*** Opening Information given ***

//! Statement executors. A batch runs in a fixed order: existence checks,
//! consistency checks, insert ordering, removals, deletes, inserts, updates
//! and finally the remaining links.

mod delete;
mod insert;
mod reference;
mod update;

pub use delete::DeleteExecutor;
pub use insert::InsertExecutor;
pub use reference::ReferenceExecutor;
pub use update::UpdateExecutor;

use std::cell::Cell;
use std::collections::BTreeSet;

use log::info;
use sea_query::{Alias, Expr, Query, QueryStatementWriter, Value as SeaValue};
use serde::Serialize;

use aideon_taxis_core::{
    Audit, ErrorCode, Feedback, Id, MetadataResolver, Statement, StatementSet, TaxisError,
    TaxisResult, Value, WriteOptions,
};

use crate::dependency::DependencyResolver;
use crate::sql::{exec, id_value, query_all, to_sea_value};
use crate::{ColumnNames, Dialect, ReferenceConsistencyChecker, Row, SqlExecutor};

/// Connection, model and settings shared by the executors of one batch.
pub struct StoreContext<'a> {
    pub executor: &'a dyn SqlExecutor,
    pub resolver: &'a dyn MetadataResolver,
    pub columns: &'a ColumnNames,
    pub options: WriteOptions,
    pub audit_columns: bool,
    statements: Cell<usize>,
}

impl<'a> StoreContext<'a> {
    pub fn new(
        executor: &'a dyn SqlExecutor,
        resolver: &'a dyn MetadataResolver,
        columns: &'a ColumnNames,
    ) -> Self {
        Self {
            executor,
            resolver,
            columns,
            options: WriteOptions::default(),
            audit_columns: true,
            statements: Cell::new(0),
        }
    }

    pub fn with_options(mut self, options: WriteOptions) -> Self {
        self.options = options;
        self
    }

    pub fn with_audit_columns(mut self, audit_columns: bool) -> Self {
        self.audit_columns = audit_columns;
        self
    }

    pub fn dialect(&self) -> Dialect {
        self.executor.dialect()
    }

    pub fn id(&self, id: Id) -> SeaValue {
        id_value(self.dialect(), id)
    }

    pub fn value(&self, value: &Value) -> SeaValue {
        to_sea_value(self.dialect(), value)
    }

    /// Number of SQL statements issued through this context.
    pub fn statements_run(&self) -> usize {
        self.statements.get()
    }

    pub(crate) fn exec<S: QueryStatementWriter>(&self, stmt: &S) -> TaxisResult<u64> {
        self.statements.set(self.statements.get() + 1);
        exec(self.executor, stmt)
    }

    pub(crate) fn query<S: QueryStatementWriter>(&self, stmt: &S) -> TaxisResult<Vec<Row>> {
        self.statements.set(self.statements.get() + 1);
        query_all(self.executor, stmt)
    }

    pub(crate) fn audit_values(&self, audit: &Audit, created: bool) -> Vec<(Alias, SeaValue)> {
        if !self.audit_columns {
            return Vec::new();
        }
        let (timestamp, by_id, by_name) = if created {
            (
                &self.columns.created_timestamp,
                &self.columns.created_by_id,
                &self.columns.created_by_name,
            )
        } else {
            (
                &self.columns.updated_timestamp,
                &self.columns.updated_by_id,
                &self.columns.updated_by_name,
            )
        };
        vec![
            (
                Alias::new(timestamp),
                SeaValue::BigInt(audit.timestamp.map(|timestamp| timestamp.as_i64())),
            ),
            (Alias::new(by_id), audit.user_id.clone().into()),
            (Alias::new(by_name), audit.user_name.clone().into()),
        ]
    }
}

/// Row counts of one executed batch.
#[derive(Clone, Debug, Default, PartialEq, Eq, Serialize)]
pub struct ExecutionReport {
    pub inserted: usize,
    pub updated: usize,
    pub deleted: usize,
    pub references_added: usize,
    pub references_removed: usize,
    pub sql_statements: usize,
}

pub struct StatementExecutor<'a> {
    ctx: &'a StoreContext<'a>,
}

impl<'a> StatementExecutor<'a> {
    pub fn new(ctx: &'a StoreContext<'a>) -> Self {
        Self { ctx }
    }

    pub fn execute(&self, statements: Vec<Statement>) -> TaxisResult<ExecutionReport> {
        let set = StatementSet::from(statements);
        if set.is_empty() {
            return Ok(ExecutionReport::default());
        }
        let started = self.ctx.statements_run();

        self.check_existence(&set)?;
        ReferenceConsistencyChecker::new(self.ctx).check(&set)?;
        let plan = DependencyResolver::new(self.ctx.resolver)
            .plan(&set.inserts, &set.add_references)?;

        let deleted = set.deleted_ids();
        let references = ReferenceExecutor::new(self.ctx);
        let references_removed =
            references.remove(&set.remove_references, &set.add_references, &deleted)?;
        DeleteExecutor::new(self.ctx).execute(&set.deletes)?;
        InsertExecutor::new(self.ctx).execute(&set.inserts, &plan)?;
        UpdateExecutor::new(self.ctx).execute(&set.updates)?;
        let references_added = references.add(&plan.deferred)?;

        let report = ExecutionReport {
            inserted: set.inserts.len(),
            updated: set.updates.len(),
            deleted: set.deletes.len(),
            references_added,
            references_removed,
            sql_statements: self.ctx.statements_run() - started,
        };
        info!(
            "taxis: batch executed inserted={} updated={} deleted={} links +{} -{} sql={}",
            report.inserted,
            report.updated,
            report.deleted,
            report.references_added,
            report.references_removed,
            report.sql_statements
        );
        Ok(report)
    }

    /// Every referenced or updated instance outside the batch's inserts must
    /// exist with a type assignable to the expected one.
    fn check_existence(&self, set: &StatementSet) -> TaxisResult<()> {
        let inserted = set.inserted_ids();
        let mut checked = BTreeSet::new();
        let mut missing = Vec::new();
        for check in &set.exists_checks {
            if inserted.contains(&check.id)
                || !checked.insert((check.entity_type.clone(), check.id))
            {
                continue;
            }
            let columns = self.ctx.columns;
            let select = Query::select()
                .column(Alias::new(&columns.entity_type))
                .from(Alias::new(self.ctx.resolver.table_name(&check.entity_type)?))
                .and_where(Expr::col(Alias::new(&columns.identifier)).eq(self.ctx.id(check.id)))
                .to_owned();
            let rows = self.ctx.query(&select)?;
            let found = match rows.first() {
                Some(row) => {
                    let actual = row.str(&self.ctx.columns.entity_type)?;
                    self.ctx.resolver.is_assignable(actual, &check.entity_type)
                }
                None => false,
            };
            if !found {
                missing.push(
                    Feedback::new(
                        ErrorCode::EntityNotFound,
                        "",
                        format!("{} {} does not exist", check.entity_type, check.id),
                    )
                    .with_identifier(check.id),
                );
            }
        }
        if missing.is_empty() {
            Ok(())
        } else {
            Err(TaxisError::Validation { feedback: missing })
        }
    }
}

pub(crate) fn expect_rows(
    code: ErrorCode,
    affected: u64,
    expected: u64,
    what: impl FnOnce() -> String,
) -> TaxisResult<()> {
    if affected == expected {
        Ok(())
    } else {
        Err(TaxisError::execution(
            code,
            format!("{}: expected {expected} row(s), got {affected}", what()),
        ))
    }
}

*** Closing Information given ***

### What you will do
All of the data shown above should be printed exactly as given.

### Output below
//! Statement executors. A batch runs in a fixed order: existence checks,
//! consistency checks, insert ordering, removals, deletes, inserts, updates
//! and finally the remaining links.

mod delete;
mod insert;
mod reference;
mod update;

pub use delete::DeleteExecutor;
pub use insert::InsertExecutor;
pub use reference::ReferenceExecutor;
pub use update::UpdateExecutor;

use std::cell::Cell;
use std::collections::BTreeSet;

use log::info;
use sea_query::{Alias, Expr, Query, QueryStatementWriter, Value as SeaValue};
use serde::Serialize;

use aideon_taxis_core::{
    Audit, ErrorCode, Feedback, Id, MetadataResolver, Statement, StatementSet, TaxisError,
    TaxisResult, Value, WriteOptions,
};

use crate::dependency::DependencyResolver;
use crate::sql::{exec, id_value, query_all, to_sea_value};
use crate::{ColumnNames, Dialect, ReferenceConsistencyChecker, Row, SqlExecutor};

/// Connection, model and settings shared by the executors of one batch.
pub struct StoreContext<'a> {
    pub executor: &'a dyn SqlExecutor,
    pub resolver: &'a dyn MetadataResolver,
    pub columns: &'a ColumnNames,
    pub options: WriteOptions,
    pub audit_columns: bool,
    statements: Cell<usize>,
}

impl<'a> StoreContext<'a> {
    pub fn new(
        executor: &'a dyn SqlExecutor,
        resolver: &'a dyn MetadataResolver,
        columns: &'a ColumnNames,
    ) -> Self {
        Self {
            executor,
            resolver,
            columns,
            options: WriteOptions::default(),
            audit_columns: true,
            statements: Cell::new(0),
        }
    }

    pub fn with_options(mut self, options: WriteOptions) -> Self {
        self.options = options;
        self
    }

    pub fn with_audit_columns(mut self, audit_columns: bool) -> Self {
        self.audit_columns = audit_columns;
        self
    }

    pub fn dialect(&self) -> Dialect {
        self.executor.dialect()
    }

    pub fn id(&self, id: Id) -> SeaValue {
        id_value(self.dialect(), id)
    }

    pub fn value(&self, value: &Value) -> SeaValue {
        to_sea_value(self.dialect(), value)
    }

    /// Number of SQL statements issued through this context.
    pub fn statements_run(&self) -> usize {
        self.statements.get()
    }

    pub(crate) fn exec<S: QueryStatementWriter>(&self, stmt: &S) -> TaxisResult<u64> {
        self.statements.set(self.statements.get() + 1);
        exec(self.executor, stmt)
    }

    pub(crate) fn query<S: QueryStatementWriter>(&self, stmt: &S) -> TaxisResult<Vec<Row>> {
        self.statements.set(self.statements.get() + 1);
        query_all(self.executor, stmt)
    }

    pub(crate) fn audit_values(&self, audit: &Audit, created: bool) -> Vec<(Alias, SeaValue)> {
        if !self.audit_columns {
            return Vec::new();
        }
        let (timestamp, by_id, by_name) = if created {
            (
                &self.columns.created_timestamp,
                &self.columns.created_by_id,
                &self.columns.created_by_name,
            )
        } else {
            (
                &self.columns.updated_timestamp,
                &self.columns.updated_by_id,
                &self.columns.updated_by_name,
            )
        };
        vec![
            (
                Alias::new(timestamp),
                SeaValue::BigInt(audit.timestamp.map(|timestamp| timestamp.as_i64())),
            ),
            (Alias::new(by_id), audit.user_id.clone().into()),
            (Alias::new(by_name), audit.user_name.clone().into()),
        ]
    }
}

/// Row counts of one executed batch.
#[derive(Clone, Debug, Default, PartialEq, Eq, Serialize)]
pub struct ExecutionReport {
    pub inserted: usize,
    pub updated: usize,
    pub deleted: usize,
    pub references_added: usize,
    pub references_removed: usize,
    pub sql_statements: usize,
}

pub struct StatementExecutor<'a> {
    ctx: &'a StoreContext<'a>,
}

impl<'a> StatementExecutor<'a> {
    pub fn new(ctx: &'a StoreContext<'a>) -> Self {
        Self { ctx }
    }

    pub fn execute(&self, statements: Vec<Statement>) -> TaxisResult<ExecutionReport> {
        let set = StatementSet::from(statements);
        if set.is_empty() {
            return Ok(ExecutionReport::default());
        }
        let started = self.ctx.statements_run();

        self.check_existence(&set)?;
        ReferenceConsistencyChecker::new(self.ctx).check(&set)?;
        let plan = DependencyResolver::new(self.ctx.resolver)
            .plan(&set.inserts, &set.add_references)?;

        let deleted = set.deleted_ids();
        let references = ReferenceExecutor::new(self.ctx);
        let references_removed =
            references.remove(&set.remove_references, &set.add_references, &deleted)?;
        DeleteExecutor::new(self.ctx).execute(&set.deletes)?;
        InsertExecutor::new(self.ctx).execute(&set.inserts, &plan)?;
        UpdateExecutor::new(self.ctx).execute(&set.updates)?;
        let references_added = references.add(&plan.deferred)?;

        let report = ExecutionReport {
            inserted: set.inserts.len(),
            updated: set.updates.len(),
            deleted: set.deletes.len(),
            references_added,
            references_removed,
            sql_statements: self.ctx.statements_run() - started,
        };
        info!(
            "taxis: batch executed inserted={} updated={} deleted={} links +{} -{} sql={}",
            report.inserted,
            report.updated,
            report.deleted,
            report.references_added,
            report.references_removed,
            report.sql_statements
        );
        Ok(report)
    }

    /// Every referenced or updated instance outside the batch's inserts must
    /// exist with a type assignable to the expected one.
    fn check_existence(&self, set: &StatementSet) -> TaxisResult<()> {
        let inserted = set.inserted_ids();
        let mut checked = BTreeSet::new();
        let mut missing = Vec::new();
        for check in &set.exists_checks {
            if inserted.contains(&check.id)
                || !checked.insert((check.entity_type.clone(), check.id))
            {
                continue;
            }
            let columns = self.ctx.columns;
            let select = Query::select()
                .column(Alias::new(&columns.entity_type))
                .from(Alias::new(self.ctx.resolver.table_name(&check.entity_type)?))
                .and_where(Expr::col(Alias::new(&columns.identifier)).eq(self.ctx.id(check.id)))
                .to_owned();
            let rows = self.ctx.query(&select)?;
            let found = match rows.first() {
                Some(row) => {
                    let actual = row.str(&self.ctx.columns.entity_type)?;
                    self.ctx.resolver.is_assignable(actual, &check.entity_type)
                }
                None => false,
            };
            if !found {
                missing.push(
                    Feedback::new(
                        ErrorCode::EntityNotFound,
                        "",
                        format!("{} {} does not exist", check.entity_type, check.id),
                    )
                    .with_identifier(check.id),
                );
            }
        }
        if missing.is_empty() {
            Ok(())
        } else {
            Err(TaxisError::Validation { feedback: missing })
        }
    }
}

pub(crate) fn expect_rows(
    code: ErrorCode,
    affected: u64,
    expected: u64,
    what: impl FnOnce() -> String,
) -> TaxisResult<()> {
    if affected == expected {
        Ok(())
    } else {
        Err(TaxisError::execution(
            code,
            format!("{}: expected {expected} row(s), got {affected}", what()),
        ))
    }
}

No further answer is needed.